### The task
Extract the entries in their exact form.

[Records from a dataset]
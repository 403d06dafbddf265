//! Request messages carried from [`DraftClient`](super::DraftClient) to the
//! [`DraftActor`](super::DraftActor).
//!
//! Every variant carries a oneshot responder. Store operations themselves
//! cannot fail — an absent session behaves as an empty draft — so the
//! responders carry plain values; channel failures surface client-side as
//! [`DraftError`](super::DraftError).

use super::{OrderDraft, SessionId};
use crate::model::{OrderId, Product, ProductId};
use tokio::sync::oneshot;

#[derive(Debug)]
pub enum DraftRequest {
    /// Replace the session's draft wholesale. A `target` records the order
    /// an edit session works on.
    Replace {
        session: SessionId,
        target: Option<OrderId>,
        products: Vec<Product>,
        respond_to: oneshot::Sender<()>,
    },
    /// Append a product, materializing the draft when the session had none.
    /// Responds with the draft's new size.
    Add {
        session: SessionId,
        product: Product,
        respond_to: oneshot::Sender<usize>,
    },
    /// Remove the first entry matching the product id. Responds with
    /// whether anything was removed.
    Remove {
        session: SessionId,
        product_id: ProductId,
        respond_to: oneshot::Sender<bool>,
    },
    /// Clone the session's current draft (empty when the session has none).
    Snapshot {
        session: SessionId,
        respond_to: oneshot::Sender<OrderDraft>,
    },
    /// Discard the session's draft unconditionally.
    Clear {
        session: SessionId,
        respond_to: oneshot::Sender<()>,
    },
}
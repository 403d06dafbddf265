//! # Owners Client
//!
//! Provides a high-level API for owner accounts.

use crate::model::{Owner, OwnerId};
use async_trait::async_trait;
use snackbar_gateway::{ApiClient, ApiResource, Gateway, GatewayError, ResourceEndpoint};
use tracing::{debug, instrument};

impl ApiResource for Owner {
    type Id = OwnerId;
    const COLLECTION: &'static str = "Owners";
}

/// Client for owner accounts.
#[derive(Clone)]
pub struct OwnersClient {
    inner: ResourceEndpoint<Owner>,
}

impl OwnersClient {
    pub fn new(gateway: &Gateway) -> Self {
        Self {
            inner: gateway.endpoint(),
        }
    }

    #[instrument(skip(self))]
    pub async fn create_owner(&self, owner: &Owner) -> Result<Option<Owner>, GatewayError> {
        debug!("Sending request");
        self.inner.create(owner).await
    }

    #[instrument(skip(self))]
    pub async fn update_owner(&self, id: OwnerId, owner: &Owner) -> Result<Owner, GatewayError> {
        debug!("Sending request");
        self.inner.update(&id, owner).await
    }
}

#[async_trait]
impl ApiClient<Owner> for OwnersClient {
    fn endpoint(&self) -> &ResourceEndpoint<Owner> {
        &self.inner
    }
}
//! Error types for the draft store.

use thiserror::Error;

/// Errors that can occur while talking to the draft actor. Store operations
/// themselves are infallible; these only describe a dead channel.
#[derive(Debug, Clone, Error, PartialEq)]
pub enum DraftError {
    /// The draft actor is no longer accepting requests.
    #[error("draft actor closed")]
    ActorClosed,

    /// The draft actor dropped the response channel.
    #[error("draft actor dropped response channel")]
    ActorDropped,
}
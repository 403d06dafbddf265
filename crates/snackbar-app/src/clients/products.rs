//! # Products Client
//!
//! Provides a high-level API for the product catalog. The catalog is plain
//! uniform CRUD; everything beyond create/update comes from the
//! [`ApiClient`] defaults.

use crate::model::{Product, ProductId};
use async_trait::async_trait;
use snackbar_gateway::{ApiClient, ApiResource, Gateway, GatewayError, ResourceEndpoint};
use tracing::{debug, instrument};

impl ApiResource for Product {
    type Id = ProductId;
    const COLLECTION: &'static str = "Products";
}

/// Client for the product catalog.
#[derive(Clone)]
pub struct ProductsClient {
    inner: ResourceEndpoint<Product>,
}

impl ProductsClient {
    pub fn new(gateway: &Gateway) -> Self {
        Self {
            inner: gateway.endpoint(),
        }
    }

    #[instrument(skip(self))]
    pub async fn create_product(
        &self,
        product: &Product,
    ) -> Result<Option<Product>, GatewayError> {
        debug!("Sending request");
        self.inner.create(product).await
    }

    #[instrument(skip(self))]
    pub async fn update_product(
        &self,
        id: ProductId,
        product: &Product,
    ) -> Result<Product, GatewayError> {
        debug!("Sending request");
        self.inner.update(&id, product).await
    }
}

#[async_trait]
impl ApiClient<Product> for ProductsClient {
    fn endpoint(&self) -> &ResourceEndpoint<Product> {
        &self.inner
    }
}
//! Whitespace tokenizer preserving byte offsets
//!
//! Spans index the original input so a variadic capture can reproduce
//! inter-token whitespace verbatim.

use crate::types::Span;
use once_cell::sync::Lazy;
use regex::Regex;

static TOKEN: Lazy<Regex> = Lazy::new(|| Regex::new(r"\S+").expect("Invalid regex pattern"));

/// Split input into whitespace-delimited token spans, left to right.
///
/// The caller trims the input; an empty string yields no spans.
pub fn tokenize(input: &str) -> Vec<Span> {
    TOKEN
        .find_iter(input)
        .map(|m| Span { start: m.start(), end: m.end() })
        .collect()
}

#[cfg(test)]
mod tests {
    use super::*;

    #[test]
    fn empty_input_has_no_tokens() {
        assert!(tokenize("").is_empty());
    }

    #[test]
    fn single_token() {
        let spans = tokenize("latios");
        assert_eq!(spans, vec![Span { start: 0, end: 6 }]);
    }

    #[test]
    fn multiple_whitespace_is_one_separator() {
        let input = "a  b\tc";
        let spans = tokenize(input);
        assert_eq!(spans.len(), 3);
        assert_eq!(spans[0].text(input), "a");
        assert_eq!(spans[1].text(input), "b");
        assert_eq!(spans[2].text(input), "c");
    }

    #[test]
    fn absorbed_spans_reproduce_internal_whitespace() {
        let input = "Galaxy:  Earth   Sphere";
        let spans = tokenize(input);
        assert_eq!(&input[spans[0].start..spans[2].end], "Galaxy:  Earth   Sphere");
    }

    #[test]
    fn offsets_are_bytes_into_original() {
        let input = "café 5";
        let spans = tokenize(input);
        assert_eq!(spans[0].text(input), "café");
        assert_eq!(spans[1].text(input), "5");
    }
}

### Problem solution
repository 403d06dafbddf265
//! Request messages carried from [`DraftClient`](super::DraftClient) to the
//! [`DraftActor`](super::DraftActor).
//!
//! Every variant carries a oneshot responder. Store operations themselves
//! cannot fail — an absent session behaves as an empty draft — so the
//! responders carry plain values; channel failures surface client-side as
//! [`DraftError`](super::DraftError).

use super::{OrderDraft, SessionId};
use crate::model::{OrderId, Product, ProductId};
use tokio::sync::oneshot;

#[derive(Debug)]
pub enum DraftRequest {
    /// Replace the session's draft wholesale. A `target` records the order
    /// an edit session works on.
    Replace {
        session: SessionId,
        target: Option<OrderId>,
        products: Vec<Product>,
        respond_to: oneshot::Sender<()>,
    },
    /// Append a product, materializing the draft when the session had none.
    /// Responds with the draft's new size.
    Add {
        session: SessionId,
        product: Product,
        respond_to: oneshot::Sender<usize>,
    },
    /// Remove the first entry matching the product id. Responds with
    /// whether anything was removed.
    Remove {
        session: SessionId,
        product_id: ProductId,
        respond_to: oneshot::Sender<bool>,
    },
    /// Clone the session's current draft (empty when the session has none).
    Snapshot {
        session: SessionId,
        respond_to: oneshot::Sender<OrderDraft>,
    },
    /// Discard the session's draft unconditionally.
    Clear {
        session: SessionId,
        respond_to: oneshot::Sender<()>,
    },
}
repository 403d06dafbddf265
//! # Owners Client
//!
//! Provides a high-level API for owner accounts.

use crate::model::{Owner, OwnerId};
use async_trait::async_trait;
use snackbar_gateway::{ApiClient, ApiResource, Gateway, GatewayError, ResourceEndpoint};
use tracing::{debug, instrument};

impl ApiResource for Owner {
    type Id = OwnerId;
    const COLLECTION: &'static str = "Owners";
}

/// Client for owner accounts.
#[derive(Clone)]
pub struct OwnersClient {
    inner: ResourceEndpoint<Owner>,
}

impl OwnersClient {
    pub fn new(gateway: &Gateway) -> Self {
        Self {
            inner: gateway.endpoint(),
        }
    }

    #[instrument(skip(self))]
    pub async fn create_owner(&self, owner: &Owner) -> Result<Option<Owner>, GatewayError> {
        debug!("Sending request");
        self.inner.create(owner).await
    }

    #[instrument(skip(self))]
    pub async fn update_owner(&self, id: OwnerId, owner: &Owner) -> Result<Owner, GatewayError> {
        debug!("Sending request");
        self.inner.update(&id, owner).await
    }
}

#[async_trait]
impl ApiClient<Owner> for OwnersClient {
    fn endpoint(&self) -> &ResourceEndpoint<Owner> {
        &self.inner
    }
}
//! Error types for the draft store.

use thiserror::Error;

/// Errors that can occur while talking to the draft actor. Store operations
/// themselves are infallible; these only describe a dead channel.
#[derive(Debug, Clone, Error, PartialEq)]
pub enum DraftError {
    /// The draft actor is no longer accepting requests.
    #[error("draft actor closed")]
    ActorClosed,

    /// The draft actor dropped the response channel.
    #[error("draft actor dropped response channel")]
    ActorDropped,
}
repository 403d06dafbddf265
filename crates/snackbar-app/src/clients/products.rs
//! # Products Client
//!
//! Provides a high-level API for the product catalog. The catalog is plain
//! uniform CRUD; everything beyond create/update comes from the
//! [`ApiClient`] defaults.

use crate::model::{Product, ProductId};
use async_trait::async_trait;
use snackbar_gateway::{ApiClient, ApiResource, Gateway, GatewayError, ResourceEndpoint};
use tracing::{debug, instrument};

impl ApiResource for Product {
    type Id = ProductId;
    const COLLECTION: &'static str = "Products";
}

/// Client for the product catalog.
#[derive(Clone)]
pub struct ProductsClient {
    inner: ResourceEndpoint<Product>,
}

impl ProductsClient {
    pub fn new(gateway: &Gateway) -> Self {
        Self {
            inner: gateway.endpoint(),
        }
    }

    #[instrument(skip(self))]
    pub async fn create_product(
        &self,
        product: &Product,
    ) -> Result<Option<Product>, GatewayError> {
        debug!("Sending request");
        self.inner.create(product).await
    }

    #[instrument(skip(self))]
    pub async fn update_product(
        &self,
        id: ProductId,
        product: &Product,
    ) -> Result<Product, GatewayError> {
        debug!("Sending request");
        self.inner.update(&id, product).await
    }
}

#[async_trait]
impl ApiClient<Product> for ProductsClient {
    fn endpoint(&self) -> &ResourceEndpoint<Product> {
        &self.inner
    }
}
//! Whitespace tokenizer preserving byte offsets
//!
//! Spans index the original input so a variadic capture can reproduce
//! inter-token whitespace verbatim.

use crate::types::Span;
use once_cell::sync::Lazy;
use regex::Regex;

static TOKEN: Lazy<Regex> = Lazy::new(|| Regex::new(r"\S+").expect("Invalid regex pattern"));

/// Split input into whitespace-delimited token spans, left to right.
///
/// The caller trims the input; an empty string yields no spans.
pub fn tokenize(input: &str) -> Vec<Span> {
    TOKEN
        .find_iter(input)
        .map(|m| Span { start: m.start(), end: m.end() })
        .collect()
}

#[cfg(test)]
mod tests {
    use super::*;

    #[test]
    fn empty_input_has_no_tokens() {
        assert!(tokenize("").is_empty());
    }

    #[test]
    fn single_token() {
        let spans = tokenize("latios");
        assert_eq!(spans, vec![Span { start: 0, end: 6 }]);
    }

    #[test]
    fn multiple_whitespace_is_one_separator() {
        let input = "a  b\tc";
        let spans = tokenize(input);
        assert_eq!(spans.len(), 3);
        assert_eq!(spans[0].text(input), "a");
        assert_eq!(spans[1].text(input), "b");
        assert_eq!(spans[2].text(input), "c");
    }

    #[test]
    fn absorbed_spans_reproduce_internal_whitespace() {
        let input = "Galaxy:  Earth   Sphere";
        let spans = tokenize(input);
        assert_eq!(&input[spans[0].start..spans[2].end], "Galaxy:  Earth   Sphere");
    }

    #[test]
    fn offsets_are_bytes_into_original() {
        let input = "café 5";
        let spans = tokenize(input);
        assert_eq!(spans[0].text(input), "café");
        assert_eq!(spans[1].text(input), "5");
    }
}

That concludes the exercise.